In his spare time, Chapman has sought to improve ethics education at the School of Dental Medicine. He was instrumental in establishing the school’s ethics committee in 1996 and creating a two-year ethics course that all students take. It warns students of the moral—and practical—pitfalls of actions like “taking money from insurance without doing the work or claiming more [work] than is warranted,” he says. “If you’re caught, you suffer badly.”

Chapman used to say that many of his successes were serendipitous, until a friend pointed out that he had opportunities and the intuition to take advantage of them. “Not in a bad way,” he adds.

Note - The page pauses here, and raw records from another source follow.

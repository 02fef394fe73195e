//! Stateless pcap/Ethernet/IPv4/TCP/UDP serialization.
//!
//! Every function returns fully formed bytes and knows nothing about the
//! connection they describe; callers pass already-computed header fields.
//! All multi-byte fields are written big-endian (network order), including
//! the pcap headers, so the global header starts with `A1 B2 C3 D4`.
//! Callers keep payloads within [`MAX_TCP_PAYLOAD`]/[`MAX_UDP_PAYLOAD`].

use std::net::{Ipv4Addr, SocketAddrV4};

use chrono::{DateTime, Utc};

use super::types::*;

/// Build the 24-byte pcap file header (link type Ethernet).
pub fn encode_global_header() -> [u8; GLOBAL_HEADER_LEN] {
    let mut out = [0u8; GLOBAL_HEADER_LEN];
    out[0..4].copy_from_slice(&PCAP_MAGIC.to_be_bytes());
    out[4..6].copy_from_slice(&PCAP_VERSION_MAJOR.to_be_bytes());
    out[6..8].copy_from_slice(&PCAP_VERSION_MINOR.to_be_bytes());
    out[8..12].copy_from_slice(&0i32.to_be_bytes()); // thiszone
    out[12..16].copy_from_slice(&0u32.to_be_bytes()); // sigfigs
    out[16..20].copy_from_slice(&PCAP_SNAPLEN.to_be_bytes());
    out[20..24].copy_from_slice(&LINKTYPE_ETHERNET.to_be_bytes());
    out
}

/// Build a 16-byte per-record header.
pub fn encode_record_header(
    ts_sec: u32,
    ts_usec: u32,
    captured_len: u32,
    orig_len: u32,
) -> [u8; RECORD_HEADER_LEN] {
    let mut out = [0u8; RECORD_HEADER_LEN];
    out[0..4].copy_from_slice(&ts_sec.to_be_bytes());
    out[4..8].copy_from_slice(&ts_usec.to_be_bytes());
    out[8..12].copy_from_slice(&captured_len.to_be_bytes());
    out[12..16].copy_from_slice(&orig_len.to_be_bytes());
    out
}

/// Wrap `payload` (an IPv4 packet) in an Ethernet II frame.
pub fn encode_ethernet_frame(payload: &[u8]) -> Vec<u8> {
    let mut out = Vec::with_capacity(ETHERNET_HEADER_LEN + payload.len());
    out.extend_from_slice(&DST_MAC);
    out.extend_from_slice(&SRC_MAC);
    out.extend_from_slice(&ETHERTYPE_IPV4.to_be_bytes());
    out.extend_from_slice(payload);
    out
}

/// Build a 20-byte IPv4 header. `payload_len` covers everything after it.
pub fn encode_ipv4_header(
    src: Ipv4Addr,
    dst: Ipv4Addr,
    protocol: IpProtocol,
    payload_len: usize,
) -> [u8; IPV4_HEADER_LEN] {
    let total_len = u16::try_from(IPV4_HEADER_LEN + payload_len).unwrap_or(u16::MAX);

    let mut out = [0u8; IPV4_HEADER_LEN];
    out[0] = 0x45; // version 4, IHL 5
    out[1] = 0x00; // DSCP/ECN
    out[2..4].copy_from_slice(&total_len.to_be_bytes());
    out[4..6].copy_from_slice(&0u16.to_be_bytes()); // identification
    out[6..8].copy_from_slice(&0u16.to_be_bytes()); // flags/fragment offset
    out[8] = IPV4_TTL;
    out[9] = protocol.number();
    out[10..12].copy_from_slice(&IPV4_CHECKSUM_PLACEHOLDER.to_be_bytes());
    out[12..16].copy_from_slice(&src.octets());
    out[16..20].copy_from_slice(&dst.octets());
    out
}

/// Build an 8-byte UDP header.
pub fn encode_udp_header(src_port: u16, dst_port: u16, payload_len: usize) -> [u8; UDP_HEADER_LEN] {
    let length = u16::try_from(UDP_HEADER_LEN + payload_len).unwrap_or(u16::MAX);

    let mut out = [0u8; UDP_HEADER_LEN];
    out[0..2].copy_from_slice(&src_port.to_be_bytes());
    out[2..4].copy_from_slice(&dst_port.to_be_bytes());
    out[4..6].copy_from_slice(&length.to_be_bytes());
    out[6..8].copy_from_slice(&L4_CHECKSUM_PLACEHOLDER.to_be_bytes());
    out
}

/// Build a 20-byte TCP header without options.
pub fn encode_tcp_header(
    src_port: u16,
    dst_port: u16,
    seq: u32,
    ack: u32,
    flags: TcpFlags,
) -> [u8; TCP_HEADER_LEN] {
    let mut out = [0u8; TCP_HEADER_LEN];
    out[0..2].copy_from_slice(&src_port.to_be_bytes());
    out[2..4].copy_from_slice(&dst_port.to_be_bytes());
    out[4..8].copy_from_slice(&seq.to_be_bytes());
    out[8..12].copy_from_slice(&ack.to_be_bytes());
    out[12] = TCP_DATA_OFFSET;
    out[13] = flags.bits();
    out[14..16].copy_from_slice(&TCP_WINDOW.to_be_bytes());
    out[16..18].copy_from_slice(&L4_CHECKSUM_PLACEHOLDER.to_be_bytes());
    out[18..20].copy_from_slice(&0u16.to_be_bytes()); // urgent pointer
    out
}

/// Full Ethernet frame carrying one TCP segment.
pub fn encode_tcp_packet(
    src: SocketAddrV4,
    dst: SocketAddrV4,
    seq: u32,
    ack: u32,
    flags: TcpFlags,
    payload: &[u8],
) -> Vec<u8> {
    let l4_len = TCP_HEADER_LEN + payload.len();
    let mut ip = Vec::with_capacity(IPV4_HEADER_LEN + l4_len);
    ip.extend_from_slice(&encode_ipv4_header(*src.ip(), *dst.ip(), IpProtocol::Tcp, l4_len));
    ip.extend_from_slice(&encode_tcp_header(src.port(), dst.port(), seq, ack, flags));
    ip.extend_from_slice(payload);
    encode_ethernet_frame(&ip)
}

/// Full Ethernet frame carrying one UDP datagram.
pub fn encode_udp_packet(src: SocketAddrV4, dst: SocketAddrV4, payload: &[u8]) -> Vec<u8> {
    let l4_len = UDP_HEADER_LEN + payload.len();
    let mut ip = Vec::with_capacity(IPV4_HEADER_LEN + l4_len);
    ip.extend_from_slice(&encode_ipv4_header(*src.ip(), *dst.ip(), IpProtocol::Udp, l4_len));
    ip.extend_from_slice(&encode_udp_header(src.port(), dst.port(), payload.len()));
    ip.extend_from_slice(payload);
    encode_ethernet_frame(&ip)
}

/// One captured packet: timestamp plus an Ethernet frame.
///
/// Built and serialized in one go; never stored.
#[derive(Debug, Clone, PartialEq, Eq)]
pub struct PacketRecord {
    pub ts_sec: u32,
    pub ts_usec: u32,
    pub frame: Vec<u8>,
}

impl PacketRecord {
    pub fn new(timestamp: DateTime<Utc>, frame: Vec<u8>) -> Self {
        Self {
            ts_sec: u32::try_from(timestamp.timestamp()).unwrap_or(0),
            ts_usec: timestamp.timestamp_subsec_micros().min(999_999),
            frame,
        }
    }

    /// Captured and original length; snapping is never applied.
    pub fn len(&self) -> u32 {
        u32::try_from(self.frame.len()).unwrap_or(u32::MAX)
    }

    pub fn is_empty(&self) -> bool {
        self.frame.is_empty()
    }

    /// Append record header and frame to `out`.
    pub fn encode_into(&self, out: &mut Vec<u8>) {
        let len = self.len();
        out.extend_from_slice(&encode_record_header(self.ts_sec, self.ts_usec, len, len));
        out.extend_from_slice(&self.frame);
    }
}

#[cfg(test)]
mod tests {
    use super::*;
    use chrono::TimeZone;

    fn be16(b: &[u8]) -> u16 {
        u16::from_be_bytes([b[0], b[1]])
    }

    fn be32(b: &[u8]) -> u32 {
        u32::from_be_bytes([b[0], b[1], b[2], b[3]])
    }

    #[test]
    fn global_header_layout() {
        let hdr = encode_global_header();
        assert_eq!(&hdr[0..4], &[0xA1, 0xB2, 0xC3, 0xD4]);
        assert_eq!(be16(&hdr[4..]), 2);
        assert_eq!(be16(&hdr[6..]), 4);
        assert_eq!(be32(&hdr[8..]), 0);
        assert_eq!(be32(&hdr[12..]), 0);
        assert_eq!(be32(&hdr[16..]), 0xFFFF);
        assert_eq!(be32(&hdr[20..]), 1);
    }

    #[test]
    fn record_header_fields() {
        let hdr = encode_record_header(10, 20, 54, 54);
        assert_eq!(be32(&hdr[0..]), 10);
        assert_eq!(be32(&hdr[4..]), 20);
        assert_eq!(be32(&hdr[8..]), 54);
        assert_eq!(be32(&hdr[12..]), 54);
    }

    #[test]
    fn ethernet_uses_documentation_macs() {
        let frame = encode_ethernet_frame(b"xy");
        assert_eq!(frame.len(), 16);
        assert_eq!(&frame[0..6], &[0, 0, 0x5E, 0, 0x53, 0xFF]);
        assert_eq!(&frame[6..12], &[0, 0, 0x5E, 0, 0x53, 0]);
        assert_eq!(be16(&frame[12..]), 0x0800);
        assert_eq!(&frame[14..], b"xy");
    }

    #[test]
    fn ipv4_header_fields() {
        let hdr = encode_ipv4_header(
            Ipv4Addr::new(1, 1, 1, 1),
            Ipv4Addr::new(2, 2, 2, 2),
            IpProtocol::Udp,
            12,
        );
        assert_eq!(hdr[0], 0x45);
        assert_eq!(hdr[1], 0);
        assert_eq!(be16(&hdr[2..]), 32);
        assert_eq!(be16(&hdr[4..]), 0);
        assert_eq!(be16(&hdr[6..]), 0);
        assert_eq!(hdr[8], 0xFF);
        assert_eq!(hdr[9], 17);
        assert_eq!(be16(&hdr[10..]), 0);
        assert_eq!(&hdr[12..16], &[1, 1, 1, 1]);
        assert_eq!(&hdr[16..20], &[2, 2, 2, 2]);
    }

    #[test]
    fn tcp_header_fields() {
        let hdr = encode_tcp_header(3456, 1234, 0xDEAD_BEEF, 7, TcpFlags::FIN_ACK);
        assert_eq!(be16(&hdr[0..]), 3456);
        assert_eq!(be16(&hdr[2..]), 1234);
        assert_eq!(be32(&hdr[4..]), 0xDEAD_BEEF);
        assert_eq!(be32(&hdr[8..]), 7);
        assert_eq!(hdr[12], 0x50);
        assert_eq!(hdr[13], 0x11);
        assert_eq!(be16(&hdr[14..]), 0xFFFF);
        assert_eq!(be16(&hdr[16..]), 1);
        assert_eq!(be16(&hdr[18..]), 0);
    }

    #[test]
    fn udp_packet_is_46_bytes_for_four_byte_payload() {
        let src = SocketAddrV4::new(Ipv4Addr::LOCALHOST, 5000);
        let dst = SocketAddrV4::new(Ipv4Addr::LOCALHOST, 6000);
        let frame = encode_udp_packet(src, dst, b"Meow");
        assert_eq!(frame.len(), 46);
        assert_eq!(frame[14 + 9], 17);
        assert_eq!(be16(&frame[34..]), 5000);
        assert_eq!(be16(&frame[36..]), 6000);
        assert_eq!(be16(&frame[38..]), 12);
        assert_eq!(be16(&frame[40..]), 1);
        assert_eq!(&frame[42..], b"Meow");
    }

    #[test]
    fn record_encodes_timestamp_and_lengths() {
        let ts = Utc.timestamp_opt(1_700_000_000, 250_000_000).unwrap();
        let record = PacketRecord::new(ts, vec![0xAB; 54]);
        let mut out = Vec::new();
        record.encode_into(&mut out);
        assert_eq!(out.len(), 16 + 54);
        assert_eq!(be32(&out[0..]), 1_700_000_000);
        assert_eq!(be32(&out[4..]), 250_000);
        assert_eq!(be32(&out[8..]), 54);
        assert_eq!(be32(&out[12..]), 54);
    }
}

For example, at the first meeting of the implant research group of the International Association for Dental Research, “I think 11 of us showed up,” he says, “which was just exactly the number that was needed to fill all the officers’ spots.” He later became president of the research group.

If nothing else, retirement may give Chapman more time with his partner of nine years, Marc Yang, a professor of French literature at Wingate University in North Carolina, and with Yang’s two teenage daughters, who he counts as part of his family.

Asked how his students would characterize him, Chapman replies, “Past students would say tough but fair.” Now that others teach the bulk of the classes in the department he heads, he only has to be fair.

“One thing I learned in the Navy was the captain should always be the good guy,” he says. “The executive officer is the S.O.B.”